A large majority of an FDA panel assembled to review the case for Eli Lilly's Amyvid (florbetapir) concluded that the imaging chemical for Alzheimer's isn't quite ready for approval. But if the pharma giant can set up an effective training program to show physicians how to use it--and prove that the training works--the experts say it should be approved. They voted 16-0, in fact, to recommend approval of Amyvid conditional on the training program.

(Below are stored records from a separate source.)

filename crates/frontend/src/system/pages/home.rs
use crate::shared::icons::icon;
use crate::shared::page_frame::PageFrame;
use crate::shared::page_standard::PAGE_CAT_SYSTEM;
use crate::shared::query::with_param;
use leptos::prelude::*;

const SUGGESTED_TOPICS: &[&str] = &[
    "Python Programming",
    "Machine Learning",
    "Rust ownership",
    "SQL для аналитиков",
    "Web Development",
];

/// Link to the generate page with the topic prefilled
pub fn generate_href(topic: &str) -> String {
    format!("/generate{}", with_param("", "topic", topic))
}

#[component]
pub fn HomePage() -> impl IntoView {
    view! {
        <PageFrame page_id="home--system" category=PAGE_CAT_SYSTEM>
            <div class="home">
                <h1 class="home__title">"Learning Path AI"</h1>
                <p class="home__lead">
                    "Введите тему — сервис соберёт учебный план из модулей, подберёт видео на YouTube и составит тест для самопроверки."
                </p>
                <a href="/generate" class="button button--primary">
                    {icon("sparkles")}
                    " Создать учебный план"
                </a>

                <h3 class="home__subtitle">"Попробуйте"</h3>
                <div class="home__topics">
                    {SUGGESTED_TOPICS
                        .iter()
                        .map(|topic| view! {
                            <a class="keyword-chip" href=generate_href(topic)>{*topic}</a>
                        })
                        .collect_view()}
                </div>
            </div>
        </PageFrame>
    }
}

#[cfg(test)]
mod tests {
    use super::*;
    use crate::shared::query::parse_query;

    #[test]
    fn test_generate_href_encodes_topic() {
        let href = generate_href("SQL для аналитиков");
        let (path, search) = href.split_at(href.find('?').unwrap());
        assert_eq!(path, "/generate");
        assert_eq!(
            parse_query(search).get("topic").map(String::as_str),
            Some("SQL для аналитиков")
        );
    }
}
//! PageFrame - standard root wrapper for every routed page.
//!
//! Guarantees two metadata attributes on the root DOM element:
//!   - `id`                  - `"{entity}--{category}"`, e.g. `"a001_learning_path--detail"`
//!   - `data-page-category`  - one of the PAGE_CAT_* constants

use super::page_standard::*;
use leptos::prelude::*;

/// Root wrapper that sets standard metadata on every page.
///
/// Automatically adds the BEM modifier class based on category:
/// - `detail`  → `page page--detail`
/// - `usecase` → `page page--usecase`
/// - `system`  → `page`
#[component]
pub fn PageFrame(
    /// HTML id in format `{entity}--{category}`.
    page_id: &'static str,
    /// One of the PAGE_CAT_* constants from `page_standard`.
    category: &'static str,
    children: Children,
) -> impl IntoView {
    debug_assert!(is_valid_page_id(page_id), "bad page id: {page_id}");

    let class = match category {
        PAGE_CAT_DETAIL => "page page--detail",
        PAGE_CAT_USECASE => "page page--usecase",
        _ => "page",
    };

    view! {
        <div id=page_id class=class data-page-category=category>
            {children()}
        </div>
    }
}
pub mod aggregate;
pub mod quiz;
pub mod video;

pub use aggregate::{LearningPath, LearningPathRequest, Module, TopicError, MAX_TOPIC_CHARS};
pub use quiz::{QuizAnswers, QuizQuestion, QuizScore};
pub use video::VideoRecommendation;
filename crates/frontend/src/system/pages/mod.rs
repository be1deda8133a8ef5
pub mod home;
pub mod not_found;
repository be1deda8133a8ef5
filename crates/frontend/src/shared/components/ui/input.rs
use leptos::prelude::*;

/// Text input with optional label
#[component]
pub fn Input(
    #[prop(optional, into)]
    label: MaybeProp<String>,
    #[prop(into)]
    value: Signal<String>,
    #[prop(optional)]
    on_input: Option<Callback<String>>,
    #[prop(optional, into)]
    placeholder: MaybeProp<String>,
    /// Reactive disabled state
    #[prop(optional, into)]
    disabled: Option<Signal<bool>>,
    #[prop(optional, into)]
    id: MaybeProp<String>,
    /// `maxlength` attribute, unlimited when not set
    #[prop(optional)]
    max_length: Option<usize>,
    #[prop(optional)]
    autofocus: bool,
    #[prop(optional, into)]
    class: MaybeProp<String>,
) -> impl IntoView {
    let input_id = move || id.get().unwrap_or_default();
    let input_placeholder = move || placeholder.get().unwrap_or_default();
    let additional_class = move || class.get().unwrap_or_default();

    view! {
        <div class="form__group">
            {move || label.get().map(|l| view! {
                <label class="form__label" for=input_id>
                    {l}
                </label>
            })}
            <input
                id=input_id
                class=move || format!("form__input {}", additional_class())
                type="text"
                prop:value=move || value.get()
                placeholder=input_placeholder
                disabled=move || disabled.map(|d| d.get()).unwrap_or(false)
                maxlength=max_length.map(|n| n.to_string())
                autofocus=autofocus
                autocomplete="off"
                on:input=move |ev| {
                    if let Some(handler) = on_input {
                        handler.run(event_target_value(&ev));
                    }
                }
            />
        </div>
    }
}
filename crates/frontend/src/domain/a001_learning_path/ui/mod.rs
pub mod details;
pub mod generate;
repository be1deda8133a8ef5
use crate::shared::page_frame::PageFrame;
use crate::shared::page_standard::PAGE_CAT_SYSTEM;
use leptos::prelude::*;

#[component]
pub fn NotFoundPage() -> impl IntoView {
    view! {
        <PageFrame page_id="not_found--system" category=PAGE_CAT_SYSTEM>
            <div class="home">
                <h2>"Страница не найдена"</h2>
                <a href="/">"На главную"</a>
            </div>
        </PageFrame>
    }
}
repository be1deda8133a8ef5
pub mod config;
pub mod request_log;
pub mod upstream;
//! Клиент внешнего сервиса генерации учебных планов.
//!
//! Сервер ничего не генерирует сам: запросы `/api/*` уходят как есть,
//! статус и тело ответа возвращаются браузеру без изменений.

use axum::body::{Body, Bytes};
use axum::http::{header, HeaderMap, HeaderValue, Method, StatusCode};
use axum::response::{IntoResponse, Response};
use axum::Json;
use contracts::shared::api::ApiErrorBody;
use std::time::Duration;
use thiserror::Error;

use super::config::UpstreamConfig;

/// Заголовки запроса, которые передаются сервису
const FORWARDED_REQUEST_HEADERS: [header::HeaderName; 2] = [header::CONTENT_TYPE, header::ACCEPT];

/// Ошибки обращения к сервису. Ответ сервиса с любым статусом ошибкой не считается.
#[derive(Debug, Error)]
pub enum ProxyError {
    #[error("Превышено время ожидания ответа от сервиса генерации (>{0} сек)")]
    Timeout(u64),

    #[error("Сервис генерации недоступен: {0}")]
    Unavailable(String),

    #[error("Не удалось прочитать ответ сервиса генерации: {0}")]
    Body(String),
}

impl ProxyError {
    pub fn status(&self) -> StatusCode {
        match self {
            ProxyError::Timeout(_) => StatusCode::GATEWAY_TIMEOUT,
            ProxyError::Unavailable(_) | ProxyError::Body(_) => StatusCode::BAD_GATEWAY,
        }
    }

    fn from_reqwest(e: reqwest::Error, timeout_secs: u64) -> Self {
        if e.is_timeout() {
            ProxyError::Timeout(timeout_secs)
        } else if e.is_body() || e.is_decode() {
            ProxyError::Body(e.to_string())
        } else {
            ProxyError::Unavailable(e.to_string())
        }
    }
}

impl IntoResponse for ProxyError {
    fn into_response(self) -> Response {
        let body = ApiErrorBody {
            detail: self.to_string(),
        };
        (self.status(), Json(body)).into_response()
    }
}

/// Адрес запроса к сервису: `base_url` + путь (без `/api`, если так настроено) + query
pub fn upstream_url(base_url: &str, path: &str, query: Option<&str>, strip_api_prefix: bool) -> String {
    let mut path = path;
    if strip_api_prefix {
        if let Some(rest) = path.strip_prefix("/api") {
            if rest.is_empty() || rest.starts_with('/') {
                path = rest;
            }
        }
    }
    let path = if path.is_empty() { "/" } else { path };

    let mut url = format!("{}{}", base_url.trim().trim_end_matches('/'), path);
    if let Some(q) = query.filter(|q| !q.is_empty()) {
        url.push('?');
        url.push_str(q);
    }
    url
}

#[derive(Clone)]
pub struct UpstreamClient {
    client: reqwest::Client,
    base_url: String,
    timeout_secs: u64,
    strip_api_prefix: bool,
}

impl UpstreamClient {
    pub fn new(config: &UpstreamConfig) -> anyhow::Result<Self> {
        let client = reqwest::Client::builder()
            .timeout(Duration::from_secs(config.timeout_secs))
            .build()?;
        Ok(Self {
            client,
            base_url: config.base_url.clone(),
            timeout_secs: config.timeout_secs,
            strip_api_prefix: config.strip_api_prefix,
        })
    }

    pub fn base_url(&self) -> &str {
        &self.base_url
    }

    pub fn url_for(&self, path: &str, query: Option<&str>) -> String {
        upstream_url(&self.base_url, path, query, self.strip_api_prefix)
    }

    /// Один запрос к сервису, без повторов
    pub async fn forward(
        &self,
        method: Method,
        path: &str,
        query: Option<&str>,
        headers: &HeaderMap,
        body: Bytes,
    ) -> Result<Response, ProxyError> {
        let url = self.url_for(path, query);
        tracing::debug!("proxy {} {} -> {}", method, path, url);

        let mut request = self.client.request(method.clone(), &url);
        for name in FORWARDED_REQUEST_HEADERS {
            if let Some(value) = headers.get(&name) {
                request = request.header(name, value.clone());
            }
        }
        if !body.is_empty() {
            request = request.body(body);
        }

        let response = request.send().await.map_err(|e| {
            tracing::warn!("upstream {} {} failed: {}", method, url, e);
            ProxyError::from_reqwest(e, self.timeout_secs)
        })?;

        let status = response.status();
        let content_type = response.headers().get(header::CONTENT_TYPE).cloned();
        let bytes = response
            .bytes()
            .await
            .map_err(|e| ProxyError::from_reqwest(e, self.timeout_secs))?;

        if !status.is_success() {
            tracing::warn!("upstream {} {} answered {}", method, url, status);
        }

        let mut out = Response::builder().status(status);
        if let Some(ct) = content_type {
            out = out.header(header::CONTENT_TYPE, ct);
        } else if !bytes.is_empty() {
            out = out.header(
                header::CONTENT_TYPE,
                HeaderValue::from_static("application/octet-stream"),
            );
        }
        out.body(Body::from(bytes))
            .map_err(|e| ProxyError::Body(e.to_string()))
    }
}

#[cfg(test)]
mod tests {
    use super::*;

    #[test]
    fn test_upstream_url_strips_api_prefix() {
        let base = "http://127.0.0.1:8000";
        assert_eq!(
            upstream_url(base, "/api/generate", None, true),
            "http://127.0.0.1:8000/generate"
        );
        assert_eq!(
            upstream_url(base, "/api/learning-path/abc", None, true),
            "http://127.0.0.1:8000/learning-path/abc"
        );
        assert_eq!(upstream_url(base, "/api", None, true), "http://127.0.0.1:8000/");
        // префикс только целым сегментом
        assert_eq!(
            upstream_url(base, "/apiary", None, true),
            "http://127.0.0.1:8000/apiary"
        );
    }

    #[test]
    fn test_upstream_url_keeps_prefix_and_query() {
        assert_eq!(
            upstream_url("https://paths.example.com/v1/", "/api/health", Some("verbose=1"), false),
            "https://paths.example.com/v1/api/health?verbose=1"
        );
        assert_eq!(
            upstream_url("http://h:8000", "/api/health", Some(""), true),
            "http://h:8000/health"
        );
    }

    #[test]
    fn test_error_status_mapping() {
        assert_eq!(ProxyError::Timeout(90).status(), StatusCode::GATEWAY_TIMEOUT);
        assert_eq!(
            ProxyError::Unavailable("connection refused".into()).status(),
            StatusCode::BAD_GATEWAY
        );
        assert_eq!(ProxyError::Body("eof".into()).status(), StatusCode::BAD_GATEWAY);
        assert!(ProxyError::Timeout(90).to_string().contains("90"));
    }
}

Lilly wants to gain regulatory approval to use Amyvid to spotlight beta-amyloid in the brain, a condition that occurs in Alzheimer's. Significantly, the pharma company isn't trying to use it to diagnose the disease, as there's still no consensus on whether large concentrations of the protein actually trigger the illness. But panelists said physicians could be able to use Amyvid to determine if there was an absence of beta-amyloid, which could help them rule out Alzheimer's when diagnosing patients.

"Today, we don't intend this as a screening tool," said Dan Skovronsky, founder of Avid Radiopharmaceuticals, which Lilly snapped up for $300 million upfront just weeks ago. "It's not meant to be used for patients who are cognitively normal."

Added Skovronsky: "We are encouraged that they recommended a clear path toward approval."